[[ DATA SUPPLIED, beginning ]]

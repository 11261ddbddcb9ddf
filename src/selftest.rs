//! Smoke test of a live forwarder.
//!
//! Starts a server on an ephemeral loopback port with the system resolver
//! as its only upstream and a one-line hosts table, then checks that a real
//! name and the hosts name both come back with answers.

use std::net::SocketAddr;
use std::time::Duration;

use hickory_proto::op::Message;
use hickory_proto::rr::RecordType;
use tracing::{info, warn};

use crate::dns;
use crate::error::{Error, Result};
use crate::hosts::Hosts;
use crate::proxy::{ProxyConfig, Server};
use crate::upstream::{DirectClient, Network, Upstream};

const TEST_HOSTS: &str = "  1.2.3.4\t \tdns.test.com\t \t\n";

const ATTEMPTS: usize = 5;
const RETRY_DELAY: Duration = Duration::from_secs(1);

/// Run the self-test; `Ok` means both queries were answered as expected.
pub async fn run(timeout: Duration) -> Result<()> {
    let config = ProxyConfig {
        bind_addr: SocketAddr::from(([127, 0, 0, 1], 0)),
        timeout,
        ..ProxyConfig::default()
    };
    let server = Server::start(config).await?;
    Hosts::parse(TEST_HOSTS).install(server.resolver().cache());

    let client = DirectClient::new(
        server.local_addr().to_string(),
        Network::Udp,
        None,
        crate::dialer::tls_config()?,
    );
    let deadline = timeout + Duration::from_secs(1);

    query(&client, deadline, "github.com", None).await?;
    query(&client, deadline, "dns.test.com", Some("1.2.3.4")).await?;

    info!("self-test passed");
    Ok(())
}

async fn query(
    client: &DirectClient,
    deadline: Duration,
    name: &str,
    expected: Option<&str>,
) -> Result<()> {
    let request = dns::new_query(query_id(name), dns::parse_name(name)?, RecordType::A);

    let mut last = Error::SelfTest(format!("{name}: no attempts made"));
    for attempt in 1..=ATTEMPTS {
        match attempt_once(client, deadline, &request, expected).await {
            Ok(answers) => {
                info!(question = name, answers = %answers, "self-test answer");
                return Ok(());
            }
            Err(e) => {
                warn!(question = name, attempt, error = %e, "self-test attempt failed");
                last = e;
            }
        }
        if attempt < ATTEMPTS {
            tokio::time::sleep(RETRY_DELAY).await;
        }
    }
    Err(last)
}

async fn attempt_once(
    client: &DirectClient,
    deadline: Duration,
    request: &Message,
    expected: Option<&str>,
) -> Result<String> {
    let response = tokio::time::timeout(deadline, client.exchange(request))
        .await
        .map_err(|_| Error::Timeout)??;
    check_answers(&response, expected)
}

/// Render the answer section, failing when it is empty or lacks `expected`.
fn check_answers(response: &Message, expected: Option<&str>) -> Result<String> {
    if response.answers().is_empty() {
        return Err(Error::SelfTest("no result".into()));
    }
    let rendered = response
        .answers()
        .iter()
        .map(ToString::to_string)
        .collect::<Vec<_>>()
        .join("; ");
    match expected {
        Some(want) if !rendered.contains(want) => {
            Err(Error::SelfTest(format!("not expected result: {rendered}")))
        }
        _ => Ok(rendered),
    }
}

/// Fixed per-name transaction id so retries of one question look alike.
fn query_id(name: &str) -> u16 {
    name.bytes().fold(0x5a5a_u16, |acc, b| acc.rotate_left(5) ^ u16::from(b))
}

[[ DATA SUPPLIED, end ]]
[[ DATA SUPPLIED, beginning ]]

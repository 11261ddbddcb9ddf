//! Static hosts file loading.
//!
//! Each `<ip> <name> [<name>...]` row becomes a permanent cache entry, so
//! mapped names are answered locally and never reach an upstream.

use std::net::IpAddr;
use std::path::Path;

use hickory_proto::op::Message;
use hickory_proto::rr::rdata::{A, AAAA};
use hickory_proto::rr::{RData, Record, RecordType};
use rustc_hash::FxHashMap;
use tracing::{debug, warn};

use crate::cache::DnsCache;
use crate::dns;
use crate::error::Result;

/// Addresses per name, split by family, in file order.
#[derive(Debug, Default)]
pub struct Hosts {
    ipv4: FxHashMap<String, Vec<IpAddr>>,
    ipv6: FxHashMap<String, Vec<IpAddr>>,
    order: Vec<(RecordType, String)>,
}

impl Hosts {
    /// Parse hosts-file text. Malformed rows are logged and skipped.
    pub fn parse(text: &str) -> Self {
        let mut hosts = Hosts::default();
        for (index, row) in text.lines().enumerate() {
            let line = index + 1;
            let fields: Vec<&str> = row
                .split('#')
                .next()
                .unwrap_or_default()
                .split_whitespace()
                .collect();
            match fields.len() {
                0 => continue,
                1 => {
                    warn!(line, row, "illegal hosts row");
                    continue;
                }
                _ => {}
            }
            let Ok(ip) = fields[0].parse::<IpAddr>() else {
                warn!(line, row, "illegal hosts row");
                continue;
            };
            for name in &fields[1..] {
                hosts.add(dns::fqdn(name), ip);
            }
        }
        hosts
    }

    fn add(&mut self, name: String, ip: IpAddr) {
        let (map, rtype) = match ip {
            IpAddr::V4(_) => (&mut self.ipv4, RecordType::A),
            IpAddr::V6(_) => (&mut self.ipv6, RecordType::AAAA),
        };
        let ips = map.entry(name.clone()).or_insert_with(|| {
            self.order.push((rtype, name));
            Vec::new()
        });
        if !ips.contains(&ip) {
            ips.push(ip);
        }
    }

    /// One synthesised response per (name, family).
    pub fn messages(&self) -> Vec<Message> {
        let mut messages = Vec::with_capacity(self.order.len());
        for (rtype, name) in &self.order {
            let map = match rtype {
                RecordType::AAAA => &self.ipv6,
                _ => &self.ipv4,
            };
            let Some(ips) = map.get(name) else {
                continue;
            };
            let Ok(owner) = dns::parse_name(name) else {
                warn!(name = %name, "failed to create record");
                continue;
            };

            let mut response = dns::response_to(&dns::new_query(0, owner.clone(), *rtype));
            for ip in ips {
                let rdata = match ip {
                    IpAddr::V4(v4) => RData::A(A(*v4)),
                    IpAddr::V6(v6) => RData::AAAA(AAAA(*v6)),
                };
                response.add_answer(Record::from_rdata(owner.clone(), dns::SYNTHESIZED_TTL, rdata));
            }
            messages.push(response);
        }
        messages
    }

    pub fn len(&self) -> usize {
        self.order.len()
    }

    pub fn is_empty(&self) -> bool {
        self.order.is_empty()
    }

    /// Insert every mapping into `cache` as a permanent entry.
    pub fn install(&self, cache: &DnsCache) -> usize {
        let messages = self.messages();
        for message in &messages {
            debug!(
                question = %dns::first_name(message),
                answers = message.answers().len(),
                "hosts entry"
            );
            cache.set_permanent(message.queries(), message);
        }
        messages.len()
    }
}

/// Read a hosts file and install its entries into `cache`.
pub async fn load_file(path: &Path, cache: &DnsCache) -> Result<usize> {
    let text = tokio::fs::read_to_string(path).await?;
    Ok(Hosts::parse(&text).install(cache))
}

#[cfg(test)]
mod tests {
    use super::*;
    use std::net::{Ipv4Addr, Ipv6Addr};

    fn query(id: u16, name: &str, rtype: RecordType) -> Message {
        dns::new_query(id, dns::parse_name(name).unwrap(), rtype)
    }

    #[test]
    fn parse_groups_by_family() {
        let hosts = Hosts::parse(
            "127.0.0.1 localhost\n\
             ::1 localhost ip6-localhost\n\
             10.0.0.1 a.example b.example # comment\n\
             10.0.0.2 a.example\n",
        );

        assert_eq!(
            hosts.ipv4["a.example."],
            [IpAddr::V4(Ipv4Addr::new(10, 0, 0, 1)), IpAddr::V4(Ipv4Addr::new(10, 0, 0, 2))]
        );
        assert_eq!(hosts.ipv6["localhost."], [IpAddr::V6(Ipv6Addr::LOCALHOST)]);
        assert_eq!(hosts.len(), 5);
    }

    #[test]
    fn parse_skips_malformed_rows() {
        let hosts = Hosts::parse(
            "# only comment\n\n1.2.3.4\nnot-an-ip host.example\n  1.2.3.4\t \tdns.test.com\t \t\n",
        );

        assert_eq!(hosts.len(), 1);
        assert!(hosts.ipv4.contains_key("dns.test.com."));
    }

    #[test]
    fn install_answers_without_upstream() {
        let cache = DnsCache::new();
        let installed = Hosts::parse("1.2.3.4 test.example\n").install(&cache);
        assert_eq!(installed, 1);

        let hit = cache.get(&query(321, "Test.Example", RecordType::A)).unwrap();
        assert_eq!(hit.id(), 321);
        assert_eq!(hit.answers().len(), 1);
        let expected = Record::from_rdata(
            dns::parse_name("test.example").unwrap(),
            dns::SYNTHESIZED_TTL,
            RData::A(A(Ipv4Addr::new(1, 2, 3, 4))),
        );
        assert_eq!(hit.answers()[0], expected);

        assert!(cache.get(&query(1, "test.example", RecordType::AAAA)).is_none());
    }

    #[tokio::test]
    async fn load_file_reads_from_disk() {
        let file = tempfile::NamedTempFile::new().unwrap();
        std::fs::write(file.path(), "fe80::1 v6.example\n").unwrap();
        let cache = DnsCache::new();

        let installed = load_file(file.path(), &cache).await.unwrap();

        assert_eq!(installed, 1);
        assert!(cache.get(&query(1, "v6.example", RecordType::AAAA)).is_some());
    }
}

[[ DATA SUPPLIED, end ]]
[[ DATA SUPPLIED, beginning ]]

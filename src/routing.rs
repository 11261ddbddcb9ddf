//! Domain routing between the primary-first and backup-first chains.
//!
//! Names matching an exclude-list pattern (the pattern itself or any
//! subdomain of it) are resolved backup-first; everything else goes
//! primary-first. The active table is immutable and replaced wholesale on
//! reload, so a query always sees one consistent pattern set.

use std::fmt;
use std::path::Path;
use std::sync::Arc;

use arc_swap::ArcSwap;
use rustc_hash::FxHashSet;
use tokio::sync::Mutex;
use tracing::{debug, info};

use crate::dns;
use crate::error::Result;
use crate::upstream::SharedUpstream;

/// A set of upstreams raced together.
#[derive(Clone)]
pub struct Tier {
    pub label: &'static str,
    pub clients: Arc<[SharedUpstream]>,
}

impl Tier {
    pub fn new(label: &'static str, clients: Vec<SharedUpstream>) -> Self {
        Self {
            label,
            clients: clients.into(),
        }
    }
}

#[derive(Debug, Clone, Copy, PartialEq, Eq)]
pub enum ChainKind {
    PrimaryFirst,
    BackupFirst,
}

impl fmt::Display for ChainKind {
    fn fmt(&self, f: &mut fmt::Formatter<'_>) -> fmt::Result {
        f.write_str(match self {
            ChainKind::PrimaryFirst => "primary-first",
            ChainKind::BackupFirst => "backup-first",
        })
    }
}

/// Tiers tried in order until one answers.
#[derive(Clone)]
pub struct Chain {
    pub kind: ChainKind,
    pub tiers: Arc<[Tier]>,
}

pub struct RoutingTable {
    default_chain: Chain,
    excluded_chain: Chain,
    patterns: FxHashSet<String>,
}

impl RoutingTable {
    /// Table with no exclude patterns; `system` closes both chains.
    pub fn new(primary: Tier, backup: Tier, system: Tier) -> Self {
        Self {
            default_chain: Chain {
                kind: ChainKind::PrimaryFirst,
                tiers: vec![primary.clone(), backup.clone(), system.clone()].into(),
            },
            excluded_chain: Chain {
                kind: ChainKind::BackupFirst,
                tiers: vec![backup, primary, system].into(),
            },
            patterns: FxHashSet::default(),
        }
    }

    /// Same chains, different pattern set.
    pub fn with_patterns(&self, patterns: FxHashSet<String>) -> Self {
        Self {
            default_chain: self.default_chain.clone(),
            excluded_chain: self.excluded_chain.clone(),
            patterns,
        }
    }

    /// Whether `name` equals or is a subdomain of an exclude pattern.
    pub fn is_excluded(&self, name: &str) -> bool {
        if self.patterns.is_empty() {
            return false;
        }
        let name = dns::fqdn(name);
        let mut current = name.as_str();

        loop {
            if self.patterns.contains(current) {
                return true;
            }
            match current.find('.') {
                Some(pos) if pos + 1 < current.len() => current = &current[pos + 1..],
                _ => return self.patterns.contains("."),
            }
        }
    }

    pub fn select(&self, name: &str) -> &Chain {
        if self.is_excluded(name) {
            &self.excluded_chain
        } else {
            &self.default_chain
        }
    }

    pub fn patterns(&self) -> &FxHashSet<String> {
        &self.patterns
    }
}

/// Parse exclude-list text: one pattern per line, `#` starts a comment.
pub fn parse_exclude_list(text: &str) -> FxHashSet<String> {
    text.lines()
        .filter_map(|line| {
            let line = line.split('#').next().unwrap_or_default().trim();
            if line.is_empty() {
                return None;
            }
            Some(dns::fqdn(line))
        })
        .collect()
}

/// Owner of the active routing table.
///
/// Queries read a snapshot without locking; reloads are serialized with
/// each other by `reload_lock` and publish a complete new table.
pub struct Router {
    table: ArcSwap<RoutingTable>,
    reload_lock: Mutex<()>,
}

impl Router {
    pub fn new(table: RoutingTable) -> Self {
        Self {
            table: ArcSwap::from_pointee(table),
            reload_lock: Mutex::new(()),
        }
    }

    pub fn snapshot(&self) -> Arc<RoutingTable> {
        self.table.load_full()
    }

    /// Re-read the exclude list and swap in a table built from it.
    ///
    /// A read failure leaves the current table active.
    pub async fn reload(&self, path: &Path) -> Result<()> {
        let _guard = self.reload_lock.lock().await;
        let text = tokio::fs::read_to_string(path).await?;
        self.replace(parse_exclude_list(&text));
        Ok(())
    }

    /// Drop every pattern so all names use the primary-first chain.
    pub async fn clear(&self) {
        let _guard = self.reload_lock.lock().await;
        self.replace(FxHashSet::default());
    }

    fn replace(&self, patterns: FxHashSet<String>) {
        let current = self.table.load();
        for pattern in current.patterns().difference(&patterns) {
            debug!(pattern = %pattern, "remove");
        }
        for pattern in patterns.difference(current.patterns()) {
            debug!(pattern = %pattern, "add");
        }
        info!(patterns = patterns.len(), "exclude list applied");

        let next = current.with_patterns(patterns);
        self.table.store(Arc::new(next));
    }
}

[[ DATA SUPPLIED, end ]]

## EXERCISE AIM:
The lines that mention the word "installed" should be pulled from the records above.

## YOUR RESPONSE:
        let installed = Hosts::parse("1.2.3.4 test.example\n").install(&cache);
        assert_eq!(installed, 1);
        let installed = load_file(file.path(), &cache).await.unwrap();
        assert_eq!(installed, 1);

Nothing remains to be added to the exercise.